El pasado 16 de julio, Juan Pedro Martínez Piedrahita —uruguayo, afrodescendiente, residente en Argentina desde hace casi dos décadas— fue deportado en plena madrugada por agentes de Migraciones. Su expulsión no respondió a una causa judicial firme ni a una condena, sino a un “riesgo migratorio” invocado de forma discrecional al momento de renovar su DNI (Documento Nacional de Identidad).
A pesar de ser compañero de vida de una mujer argentina y padre de tres hijxs nacidxs en este país, Juan Pedro no fue escuchado. No tuvo posibilidad de defenderse. En pocas horas, fue arrancado de sus vínculos, de su hogar, de su comunidad, para ser devuelto a un país donde nadie lo esperaba.

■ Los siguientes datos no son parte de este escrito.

//! Syntax checking of candidate content in isolation.
//!
//! Candidate bytes are written to a scratch file and the checker runs
//! against that file; the live target is never passed to a checker.

use crate::runner::CommandRunner;
use reconcile::{HostError, HostResult, PolicyChecker, Verdict};
use std::collections::HashMap;
use std::io::Write;
use std::path::{Path, PathBuf};

/// Placeholder replaced by the scratch file path
pub const PATH_PLACEHOLDER: &str = "{}";

/// Chooses and runs a syntax checker per target
pub struct CommandChecker {
    runner: CommandRunner,
    overrides: HashMap<PathBuf, Vec<String>>,
}

impl CommandChecker {
    pub fn new(runner: CommandRunner) -> Self {
        Self {
            runner,
            overrides: HashMap::new(),
        }
    }

    /// Use an explicit checker command for `target`, or for every file
    /// under it when `target` is a directory
    pub fn with_override(mut self, target: impl Into<PathBuf>, command: Vec<String>) -> Self {
        self.overrides.insert(target.into(), command);
        self
    }

    /// The checker command for `target`, `None` for the generic check
    pub fn command_for(&self, target: &Path, candidate: &[u8]) -> Option<Vec<String>> {
        if let Some(command) = target.ancestors().find_map(|dir| self.overrides.get(dir)) {
            return Some(command.clone());
        }
        let owned = |parts: &[&str]| Some(parts.iter().map(|s| (*s).to_string()).collect());
        if is_sudoers(target) {
            return owned(&["visudo", "-c", "-q", "-f", PATH_PLACEHOLDER]);
        }
        if let Some(shell) = shell_shebang(candidate) {
            return owned(&[shell, "-n", PATH_PLACEHOLDER]);
        }
        None
    }

    fn run_checker(&self, target: &Path, command: &[String], candidate: &[u8]) -> HostResult<Verdict> {
        let mut scratch = tempfile::Builder::new()
            .prefix(".converge-check-")
            .tempfile()
            .map_err(|e| HostError::io(std::env::temp_dir(), e))?;
        scratch
            .write_all(candidate)
            .and_then(|()| scratch.flush())
            .map_err(|e| HostError::io(scratch.path(), e))?;

        let scratch_path = scratch.path().display().to_string();
        let args: Vec<String> = command
            .iter()
            .skip(1)
            .map(|arg| arg.replace(PATH_PLACEHOLDER, &scratch_path))
            .collect();
        let arg_refs: Vec<&str> = args.iter().map(String::as_str).collect();
        let Some(program) = command.first() else {
            return Err(HostError::Unsupported(format!(
                "empty checker command for {}",
                target.display()
            )));
        };

        let output = self.runner.run(program, &arg_refs)?;
        if output.success {
            Ok(Verdict::Pass)
        } else {
            let diagnostic = output.diagnostic().replace(&scratch_path, &target.display().to_string());
            let first = diagnostic.lines().next().unwrap_or_default().trim().to_string();
            if first.is_empty() {
                Ok(Verdict::fail(format!("rejected by {program}")))
            } else {
                Ok(Verdict::fail(format!("{program}: {first}")))
            }
        }
    }
}

impl PolicyChecker for CommandChecker {
    fn check(&self, target: &Path, candidate: &[u8]) -> HostResult<Verdict> {
        match self.command_for(target, candidate) {
            Some(command) => self.run_checker(target, &command, candidate),
            None => {
                log::warn!(
                    "No syntax checker for {}; only generic checks ran",
                    target.display()
                );
                Ok(generic_check(candidate))
            }
        }
    }
}

fn is_sudoers(target: &Path) -> bool {
    target == Path::new("/etc/sudoers") || target.starts_with("/etc/sudoers.d")
}

/// The shell named by a `#!` line, which also parses the candidate
fn shell_shebang(candidate: &[u8]) -> Option<&'static str> {
    let first = candidate.split(|b| *b == b'\n').next().unwrap_or_default();
    let line = std::str::from_utf8(first).ok()?;
    let interpreter = line.strip_prefix("#!")?;
    let mut words = interpreter.split_whitespace();
    let program = match words.next()? {
        p if p.ends_with("/env") => words.next().unwrap_or_default(),
        p => p.rsplit('/').next().unwrap_or(p),
    };
    match program {
        "sh" => Some("sh"),
        "bash" => Some("bash"),
        "dash" => Some("dash"),
        _ => None,
    }
}

/// Sanity check used when no dedicated checker applies
pub fn generic_check(candidate: &[u8]) -> Verdict {
    if candidate.is_empty() {
        return Verdict::fail("candidate content is empty");
    }
    // Binary content (an executable whose mode is being set) is not ours to parse
    if candidate.contains(&0) {
        return Verdict::Pass;
    }
    match std::str::from_utf8(candidate) {
        Ok(_) => Verdict::Pass,
        Err(e) => Verdict::fail(format!("candidate is not valid UTF-8: {e}")),
    }
}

Este hecho no puede leerse únicamente como un asunto migratorio. Es una expresión de una lógica estatal que se ha consolidado en el último año y medio: un orden autoritario fundado en la crueldad, que no solo niega la complejidad social, sino que la penaliza. En nombre de la eficiencia, se impone un modelo que convierte la rigidez en norma, y a la norma, en violencia.
El caos del orden
Día tras día nos llegan noticias de insultos a niñxs, represión a jubiladxs, ataques a periodistas, recortes brutales en salud, educación, ciencia. Este caos nos aturde, nos angustia, nos paraliza. Pero lo que parece desorden o improvisación responde a una racionalidad política y económica precisa.
Estamos ante un orden autoritario que usa la crueldad como forma de gobierno. Cada gesto de violencia estatal no es una excepción: es parte de una lógica que justifica el ajuste, no solo de presupuestos, sino también de formas de vida, de vínculos, de identidades, de proyectos colectivos. No se trata solo de achicar el Estado, sino de redefinir quién puede habitarlo.
No es un dato menor que Juan Pedro sea afrodescendiente. El “riesgo” que justificó su expulsión no está en su prontuario, sino en su cuerpo. Allí el Estado proyecta los fantasmas del “otro”: el que no se adapta, el que incomoda, el que desborda. Frente a un modelo que se proclama tecnocrático y meritocrático, la vida de Juan Pedro fue tratada como un exceso. Una biografía que no encaja.
Expulsiones, exclusiones, silencios
La violencia que cayó sobre Juan Pedro forma parte de una serie más amplia de agresiones: contra jubiladxs, trabajadorxs de la salud, científicxs, personas con discapacidad, disidencias sexuales, pueblos originarios, opositorxs políticxs. Cada decreto, cada golpe presupuestario, cada detención arbitraria es una forma de decir quién merece estar y quién no.
Al mismo tiempo, el desconcierto sobre cómo responder a este proceso nos atraviesa. ¿Debemos insistir en el análisis profundo, complejo, para contrarrestar la política de la velocidad y la explicación simplificada? ¿Nos enfocarnos en cuidar y sostener vínculos, reivindicar el amor, la ternura y lo pequeño como formas de resistencia? ¿Participamos de movilizaciones en las calles para demostrar la presencia de la disidencia, del descontento, de la comunidad que no se rinde? ¿Aportamos desde lo cotidiano, en una olla popular, en un espacio comunitario?
Sí. A todo eso.
Pero también, en un espacio como este urge nombrar lo que no encaja, recuperar lo que se quiere hacer desaparecer. Sumar cuerpos y territorios a lo que el recorte estatal intenta expulsar. Nombrar la complejidad como acto político. Contar lo que no entra en los márgenes del relato oficial. Hablar de quienes viven entre mundos, entre papeles, entre formas de amor que no figuran en las planillas del Estado.
Porque cuando el Estado deja de escuchar, de mirar, de comprender la complejidad de sus poblaciones, lo que se impone no es el orden, sino el colapso.